Jenny Bishop’s Ladies Fly Fishing school this month was for local girls…high school kids that wanted to learn fly casting, trout habits, stream habitat, bugs & stuff. She was doing it for free to give back to the community and help the kids. It was an annual event the whole school looked forward to, a highlight of the summer.
She asked me, Corky and T-Bird to help her with the group of eight students. The plan was to spend the morning showing the kids the basic fly cast and then float fish downstream on the Madison until we got to The Outlet, stop there for some wade fishing and lunch. There was usually some fish rising in the main pool at The Outlet and it was also a good spot to turn over some rocks and find some insect life to show the kids.
We had a fun morning catching some trout on dry flies…the weather was pleasant, partly sunny, high 60s at mid-day. I was lead boat down. I eased over to the East bank and headed for the mouth of the Outlet. As I got nearer, something did not look right. The landscape looked different. A blue heron and some magpies flushed. I left my two girls in the boat, walked up the bank, wriggled through some scrub willows and looked over the edge to check for rising trout.

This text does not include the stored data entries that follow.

use sharebook_auth::{PrincipalStore, User};
use sharebook_core::{DomainError, DomainResult, SoftDelete, UserId};

use super::Table;

#[derive(Debug)]
pub struct InMemoryPrincipalStore {
    users: Table<UserId, User>,
}

impl InMemoryPrincipalStore {
    pub fn new() -> Self {
        Self {
            users: Table::new("principal"),
        }
    }
}

impl Default for InMemoryPrincipalStore {
    fn default() -> Self {
        Self::new()
    }
}

impl PrincipalStore for InMemoryPrincipalStore {
    fn find_by_email(&self, email: &str) -> DomainResult<Option<User>> {
        let users = self.users.read()?;
        Ok(users
            .values()
            .find(|u| u.is_active() && u.email.eq_ignore_ascii_case(email))
            .cloned())
    }

    fn find_by_id(&self, id: UserId) -> DomainResult<Option<User>> {
        let users = self.users.read()?;
        Ok(users.get(&id).filter(|u| u.is_active()).cloned())
    }

    fn exists_by_email(&self, email: &str) -> DomainResult<bool> {
        Ok(self.find_by_email(email)?.is_some())
    }

    fn find_many(&self, ids: &[UserId]) -> DomainResult<Vec<User>> {
        let users = self.users.read()?;
        Ok(ids
            .iter()
            .filter_map(|id| users.get(id))
            .filter(|u| u.is_active())
            .cloned()
            .collect())
    }

    fn save(&self, user: User) -> DomainResult<()> {
        let mut users = self.users.write()?;
        // Unique e-mail among active users, checked under the same guard as the write.
        let taken = user.is_active()
            && users.values().any(|other| {
                other.id != user.id
                    && other.is_active()
                    && other.email.eq_ignore_ascii_case(&user.email)
            });
        if taken {
            return Err(DomainError::bad_request(format!(
                "Email already registered: {}",
                user.email
            )));
        }
        users.insert(user.id, user);
        Ok(())
    }

    fn update_active(
        &self,
        id: UserId,
        change: &mut dyn FnMut(&mut User),
    ) -> DomainResult<Option<User>> {
        let mut users = self.users.write()?;
        Ok(users.get_mut(&id).filter(|u| u.is_active()).map(|u| {
            change(u);
            u.clone()
        }))
    }
}

#[cfg(test)]
mod tests {
    use chrono::Utc;
    use sharebook_core::EmailAddress;

    use super::*;

    fn user(email: &str) -> User {
        User::new(
            EmailAddress::parse(email).unwrap(),
            "hash".into(),
            "Name".into(),
            Utc::now(),
        )
    }

    #[test]
    fn deleted_users_are_invisible() {
        let store = InMemoryPrincipalStore::new();
        let mut u = user("a@x.com");
        store.save(u.clone()).unwrap();
        assert!(store.find_by_email("a@x.com").unwrap().is_some());

        u.mark_deleted(Utc::now());
        store.save(u.clone()).unwrap();
        assert!(store.find_by_email("a@x.com").unwrap().is_none());
        assert!(store.find_by_id(u.id).unwrap().is_none());
        assert!(store.find_many(&[u.id]).unwrap().is_empty());
        assert!(!store.exists_by_email("a@x.com").unwrap());
    }

    #[test]
    fn update_applies_only_to_active_users() {
        let store = InMemoryPrincipalStore::new();
        let u = user("a@x.com");
        store.save(u.clone()).unwrap();

        let renamed = store
            .update_active(u.id, &mut |row| row.name = "Renamed".into())
            .unwrap()
            .unwrap();
        assert_eq!(renamed.name, "Renamed");

        let now = Utc::now();
        store.update_active(u.id, &mut |row| row.mark_deleted(now)).unwrap();
        let mut touched = false;
        let again = store
            .update_active(u.id, &mut |row| {
                touched = true;
                row.name = "Back".into();
            })
            .unwrap();
        assert!(again.is_none());
        assert!(!touched);
        assert!(store.find_by_id(u.id).unwrap().is_none());
    }

    #[test]
    fn email_can_be_reused_after_deletion() {
        let store = InMemoryPrincipalStore::new();
        let mut first = user("a@x.com");
        store.save(first.clone()).unwrap();
        assert!(store.save(user("a@x.com")).is_err());

        first.mark_deleted(Utc::now());
        store.save(first).unwrap();
        assert!(store.save(user("a@x.com")).is_ok());
    }
}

There weren’t any. In fact there was no water!
The stream was bone dry except for a shallow puddle a couple of inches deep where the main pool used to be. I walked over to see a dozen dead trout belly up, with a couple more barely twitching in their death throes. Raccoon and bird tracks were everywhere as I continued up the channel. Around a bend and up 60 yards to where the former tributary forked off I saw an electric fence…and a sign “No Trespassing, Keep Out”.
And a dam.
Not a beaver dam, a man-made dam. It was about sixteen feet long and four feet high. Someone had brought a back hoe in and carved out the bank of the spring creek, filling in the Outlet channel and blocking it from flowing to the Madison River. The dam included rocks and gravel, the kind you see in driveways or parking lots. I followed the electric fence downstream and found another dam where the second channel formerly entered the river.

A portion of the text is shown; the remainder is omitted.